Segment Open

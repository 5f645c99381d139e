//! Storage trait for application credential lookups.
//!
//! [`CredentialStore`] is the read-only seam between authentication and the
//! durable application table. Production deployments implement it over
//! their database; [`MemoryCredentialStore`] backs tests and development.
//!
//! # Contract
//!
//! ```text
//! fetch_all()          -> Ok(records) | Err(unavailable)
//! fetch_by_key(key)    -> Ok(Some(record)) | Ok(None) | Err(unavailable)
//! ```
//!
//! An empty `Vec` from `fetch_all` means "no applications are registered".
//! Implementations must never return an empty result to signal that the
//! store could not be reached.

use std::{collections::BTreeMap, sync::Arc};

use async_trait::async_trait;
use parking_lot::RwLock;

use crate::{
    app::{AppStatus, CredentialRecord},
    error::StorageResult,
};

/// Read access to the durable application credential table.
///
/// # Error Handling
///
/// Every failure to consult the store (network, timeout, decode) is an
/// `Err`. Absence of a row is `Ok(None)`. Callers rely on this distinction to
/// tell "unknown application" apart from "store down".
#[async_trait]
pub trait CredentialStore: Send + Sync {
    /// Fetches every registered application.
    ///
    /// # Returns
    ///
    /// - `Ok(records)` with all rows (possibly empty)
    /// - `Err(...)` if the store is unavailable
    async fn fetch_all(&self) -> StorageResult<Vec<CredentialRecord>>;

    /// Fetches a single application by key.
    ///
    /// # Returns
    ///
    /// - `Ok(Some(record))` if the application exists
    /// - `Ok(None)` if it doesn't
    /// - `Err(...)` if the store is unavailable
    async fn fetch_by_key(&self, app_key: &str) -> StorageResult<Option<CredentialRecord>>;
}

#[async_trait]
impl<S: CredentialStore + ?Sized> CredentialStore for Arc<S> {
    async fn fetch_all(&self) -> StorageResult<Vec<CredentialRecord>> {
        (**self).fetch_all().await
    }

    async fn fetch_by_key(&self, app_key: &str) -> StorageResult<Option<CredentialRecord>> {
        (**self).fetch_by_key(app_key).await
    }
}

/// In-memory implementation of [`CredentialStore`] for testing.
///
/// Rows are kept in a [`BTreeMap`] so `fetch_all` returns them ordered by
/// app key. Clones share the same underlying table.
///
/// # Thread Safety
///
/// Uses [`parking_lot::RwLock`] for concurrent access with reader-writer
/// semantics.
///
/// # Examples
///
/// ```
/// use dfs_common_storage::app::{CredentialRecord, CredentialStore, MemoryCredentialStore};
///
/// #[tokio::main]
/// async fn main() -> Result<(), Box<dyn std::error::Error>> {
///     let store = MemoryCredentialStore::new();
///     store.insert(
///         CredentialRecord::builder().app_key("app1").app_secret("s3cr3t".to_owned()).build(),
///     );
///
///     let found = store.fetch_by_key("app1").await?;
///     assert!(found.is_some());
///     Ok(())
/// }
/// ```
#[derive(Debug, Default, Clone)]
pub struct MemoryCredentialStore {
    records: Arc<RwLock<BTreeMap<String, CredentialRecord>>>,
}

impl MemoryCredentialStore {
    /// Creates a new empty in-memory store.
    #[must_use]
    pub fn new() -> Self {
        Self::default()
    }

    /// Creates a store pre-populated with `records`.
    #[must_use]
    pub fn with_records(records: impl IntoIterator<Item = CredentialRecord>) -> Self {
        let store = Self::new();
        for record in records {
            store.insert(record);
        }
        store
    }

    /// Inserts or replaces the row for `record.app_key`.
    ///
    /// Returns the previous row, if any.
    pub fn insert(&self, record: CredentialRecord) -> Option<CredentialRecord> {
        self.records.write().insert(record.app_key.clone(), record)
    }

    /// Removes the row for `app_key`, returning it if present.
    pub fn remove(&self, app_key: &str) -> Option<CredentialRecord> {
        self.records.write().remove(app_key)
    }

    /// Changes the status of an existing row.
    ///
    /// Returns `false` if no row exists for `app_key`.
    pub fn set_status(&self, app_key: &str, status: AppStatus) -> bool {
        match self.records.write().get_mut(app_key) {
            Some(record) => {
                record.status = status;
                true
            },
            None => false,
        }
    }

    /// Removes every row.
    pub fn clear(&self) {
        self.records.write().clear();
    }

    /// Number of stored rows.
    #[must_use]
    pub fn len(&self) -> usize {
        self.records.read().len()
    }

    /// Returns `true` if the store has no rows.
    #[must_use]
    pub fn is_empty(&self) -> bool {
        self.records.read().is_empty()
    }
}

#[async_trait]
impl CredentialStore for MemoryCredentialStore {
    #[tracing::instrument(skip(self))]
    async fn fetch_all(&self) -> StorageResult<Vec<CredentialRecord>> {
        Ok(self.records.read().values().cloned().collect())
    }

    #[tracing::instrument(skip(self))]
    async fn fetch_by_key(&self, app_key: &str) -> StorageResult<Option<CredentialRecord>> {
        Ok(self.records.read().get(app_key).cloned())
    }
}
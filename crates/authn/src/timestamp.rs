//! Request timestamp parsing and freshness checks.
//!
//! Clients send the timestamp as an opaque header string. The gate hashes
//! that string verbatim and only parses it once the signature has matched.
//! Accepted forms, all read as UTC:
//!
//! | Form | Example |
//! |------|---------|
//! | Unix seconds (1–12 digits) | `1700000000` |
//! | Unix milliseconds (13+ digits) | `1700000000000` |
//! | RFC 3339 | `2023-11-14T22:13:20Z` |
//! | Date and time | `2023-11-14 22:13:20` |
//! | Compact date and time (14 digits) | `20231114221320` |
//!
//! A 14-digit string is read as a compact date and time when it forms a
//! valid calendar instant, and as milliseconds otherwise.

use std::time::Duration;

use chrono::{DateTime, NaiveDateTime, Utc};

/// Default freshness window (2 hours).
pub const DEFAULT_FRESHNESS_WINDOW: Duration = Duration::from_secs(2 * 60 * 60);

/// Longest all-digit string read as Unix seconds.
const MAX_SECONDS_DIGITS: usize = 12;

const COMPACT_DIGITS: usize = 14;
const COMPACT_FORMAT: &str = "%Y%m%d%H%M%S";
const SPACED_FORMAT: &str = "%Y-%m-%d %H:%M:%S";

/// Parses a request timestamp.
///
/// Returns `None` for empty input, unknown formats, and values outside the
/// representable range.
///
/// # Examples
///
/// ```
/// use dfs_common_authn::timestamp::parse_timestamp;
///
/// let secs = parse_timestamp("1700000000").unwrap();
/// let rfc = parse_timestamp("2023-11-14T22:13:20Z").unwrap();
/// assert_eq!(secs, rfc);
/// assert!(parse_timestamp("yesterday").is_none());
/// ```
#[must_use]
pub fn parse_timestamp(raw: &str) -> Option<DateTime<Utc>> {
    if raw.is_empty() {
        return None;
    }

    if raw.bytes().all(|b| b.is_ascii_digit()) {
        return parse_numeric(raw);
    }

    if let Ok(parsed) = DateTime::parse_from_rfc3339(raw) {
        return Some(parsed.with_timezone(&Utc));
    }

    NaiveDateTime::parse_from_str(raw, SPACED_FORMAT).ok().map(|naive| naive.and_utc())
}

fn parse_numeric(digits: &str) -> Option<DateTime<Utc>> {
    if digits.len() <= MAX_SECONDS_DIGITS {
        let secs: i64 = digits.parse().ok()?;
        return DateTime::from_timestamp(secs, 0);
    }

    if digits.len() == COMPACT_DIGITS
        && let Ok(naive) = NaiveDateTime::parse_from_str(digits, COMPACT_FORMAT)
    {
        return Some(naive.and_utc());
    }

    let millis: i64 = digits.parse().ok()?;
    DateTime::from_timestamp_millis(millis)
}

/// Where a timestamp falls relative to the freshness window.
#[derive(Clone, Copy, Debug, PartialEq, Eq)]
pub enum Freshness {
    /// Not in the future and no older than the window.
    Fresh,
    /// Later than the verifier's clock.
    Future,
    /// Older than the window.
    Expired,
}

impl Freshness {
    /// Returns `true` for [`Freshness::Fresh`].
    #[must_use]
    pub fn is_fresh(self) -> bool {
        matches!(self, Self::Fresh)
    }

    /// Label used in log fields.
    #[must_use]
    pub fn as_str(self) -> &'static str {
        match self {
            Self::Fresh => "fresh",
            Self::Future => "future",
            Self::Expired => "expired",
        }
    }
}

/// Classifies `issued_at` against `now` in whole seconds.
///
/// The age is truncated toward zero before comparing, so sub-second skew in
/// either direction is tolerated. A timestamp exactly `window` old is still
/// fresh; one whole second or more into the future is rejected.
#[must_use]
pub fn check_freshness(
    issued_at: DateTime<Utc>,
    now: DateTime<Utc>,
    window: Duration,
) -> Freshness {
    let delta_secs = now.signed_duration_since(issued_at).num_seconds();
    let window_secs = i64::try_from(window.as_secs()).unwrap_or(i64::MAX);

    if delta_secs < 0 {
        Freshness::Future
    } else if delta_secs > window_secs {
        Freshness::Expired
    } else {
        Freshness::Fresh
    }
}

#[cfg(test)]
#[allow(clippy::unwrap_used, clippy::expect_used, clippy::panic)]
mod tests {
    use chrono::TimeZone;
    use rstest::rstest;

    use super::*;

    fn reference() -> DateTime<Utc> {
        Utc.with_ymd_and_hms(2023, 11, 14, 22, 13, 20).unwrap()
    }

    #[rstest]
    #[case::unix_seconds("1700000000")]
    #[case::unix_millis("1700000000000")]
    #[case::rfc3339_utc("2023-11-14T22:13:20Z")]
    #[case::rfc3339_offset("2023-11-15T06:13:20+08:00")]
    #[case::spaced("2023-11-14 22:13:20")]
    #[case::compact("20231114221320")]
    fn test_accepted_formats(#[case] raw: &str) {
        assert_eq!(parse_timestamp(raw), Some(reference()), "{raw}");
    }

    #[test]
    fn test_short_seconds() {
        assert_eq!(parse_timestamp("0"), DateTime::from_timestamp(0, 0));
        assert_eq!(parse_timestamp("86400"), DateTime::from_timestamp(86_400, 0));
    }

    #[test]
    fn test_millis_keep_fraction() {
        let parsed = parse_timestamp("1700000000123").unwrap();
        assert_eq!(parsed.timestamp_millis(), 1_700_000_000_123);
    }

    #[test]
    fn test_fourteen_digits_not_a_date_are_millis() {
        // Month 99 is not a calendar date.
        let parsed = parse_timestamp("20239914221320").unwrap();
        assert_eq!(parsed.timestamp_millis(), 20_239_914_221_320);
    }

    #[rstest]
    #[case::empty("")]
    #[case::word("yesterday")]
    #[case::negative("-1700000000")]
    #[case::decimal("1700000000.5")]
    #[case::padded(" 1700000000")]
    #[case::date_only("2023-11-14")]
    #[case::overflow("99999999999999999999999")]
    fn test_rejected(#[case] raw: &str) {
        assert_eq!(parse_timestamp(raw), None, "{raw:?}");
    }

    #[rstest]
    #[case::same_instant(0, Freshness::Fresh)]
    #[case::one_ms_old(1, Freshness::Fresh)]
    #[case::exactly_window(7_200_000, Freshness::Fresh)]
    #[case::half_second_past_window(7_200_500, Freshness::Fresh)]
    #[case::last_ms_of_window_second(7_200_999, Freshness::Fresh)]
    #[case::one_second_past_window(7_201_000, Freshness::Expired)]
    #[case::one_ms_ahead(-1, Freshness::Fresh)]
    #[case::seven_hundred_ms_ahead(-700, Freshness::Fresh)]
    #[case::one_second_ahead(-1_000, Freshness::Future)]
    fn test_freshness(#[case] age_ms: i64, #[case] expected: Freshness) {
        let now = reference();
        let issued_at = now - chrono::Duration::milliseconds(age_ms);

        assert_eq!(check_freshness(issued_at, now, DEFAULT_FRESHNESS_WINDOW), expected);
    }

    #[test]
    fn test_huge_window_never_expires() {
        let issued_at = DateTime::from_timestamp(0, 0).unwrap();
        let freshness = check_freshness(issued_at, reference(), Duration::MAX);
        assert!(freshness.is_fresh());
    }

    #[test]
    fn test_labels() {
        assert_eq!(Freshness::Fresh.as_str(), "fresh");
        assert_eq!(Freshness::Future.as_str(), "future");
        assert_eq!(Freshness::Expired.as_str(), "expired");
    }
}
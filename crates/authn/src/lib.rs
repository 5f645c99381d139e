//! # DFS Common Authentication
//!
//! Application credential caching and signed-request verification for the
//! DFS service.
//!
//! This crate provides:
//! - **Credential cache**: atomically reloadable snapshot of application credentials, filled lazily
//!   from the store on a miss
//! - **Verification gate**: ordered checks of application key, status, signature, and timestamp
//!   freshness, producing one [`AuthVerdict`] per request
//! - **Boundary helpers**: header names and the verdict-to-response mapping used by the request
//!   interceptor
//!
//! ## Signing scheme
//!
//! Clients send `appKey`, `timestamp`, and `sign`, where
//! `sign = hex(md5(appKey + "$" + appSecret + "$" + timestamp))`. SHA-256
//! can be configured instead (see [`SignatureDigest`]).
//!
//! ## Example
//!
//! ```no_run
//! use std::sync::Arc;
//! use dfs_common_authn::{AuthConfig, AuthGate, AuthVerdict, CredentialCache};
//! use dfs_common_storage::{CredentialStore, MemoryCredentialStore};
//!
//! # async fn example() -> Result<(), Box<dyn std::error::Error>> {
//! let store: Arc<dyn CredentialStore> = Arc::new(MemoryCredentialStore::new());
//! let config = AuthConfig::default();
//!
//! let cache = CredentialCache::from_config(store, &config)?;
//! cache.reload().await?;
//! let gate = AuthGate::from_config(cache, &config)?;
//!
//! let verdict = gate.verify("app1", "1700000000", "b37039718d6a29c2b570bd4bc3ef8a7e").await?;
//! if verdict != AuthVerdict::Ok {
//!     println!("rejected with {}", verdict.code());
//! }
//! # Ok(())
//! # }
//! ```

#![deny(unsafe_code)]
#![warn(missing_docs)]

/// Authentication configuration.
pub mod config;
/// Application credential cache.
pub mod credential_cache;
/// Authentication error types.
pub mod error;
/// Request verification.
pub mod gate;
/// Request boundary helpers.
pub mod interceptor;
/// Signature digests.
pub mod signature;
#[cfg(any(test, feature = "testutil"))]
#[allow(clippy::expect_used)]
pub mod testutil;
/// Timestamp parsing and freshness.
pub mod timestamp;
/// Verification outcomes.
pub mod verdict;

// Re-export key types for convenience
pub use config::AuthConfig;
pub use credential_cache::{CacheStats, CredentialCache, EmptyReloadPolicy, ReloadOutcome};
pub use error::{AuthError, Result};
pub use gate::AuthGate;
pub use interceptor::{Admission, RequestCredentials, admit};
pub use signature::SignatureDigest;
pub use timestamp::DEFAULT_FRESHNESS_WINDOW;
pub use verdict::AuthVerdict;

Segment Closed

WORK TO BE COMPLETED ->
Return precisely the lines of the records, starting with the line that holds "pub mod credential_cache;" and ending with the last one.

SOLUTION TO THIS PROBLEM ->
pub mod credential_cache;
/// Authentication error types.
pub mod error;
/// Request verification.
pub mod gate;
/// Request boundary helpers.
pub mod interceptor;
/// Signature digests.
pub mod signature;
#[cfg(any(test, feature = "testutil"))]
#[allow(clippy::expect_used)]
pub mod testutil;
/// Timestamp parsing and freshness.
pub mod timestamp;
/// Verification outcomes.
pub mod verdict;

// Re-export key types for convenience
pub use config::AuthConfig;
pub use credential_cache::{CacheStats, CredentialCache, EmptyReloadPolicy, ReloadOutcome};
pub use error::{AuthError, Result};
pub use gate::AuthGate;
pub use interceptor::{Admission, RequestCredentials, admit};
pub use signature::SignatureDigest;
pub use timestamp::DEFAULT_FRESHNESS_WINDOW;
pub use verdict::AuthVerdict;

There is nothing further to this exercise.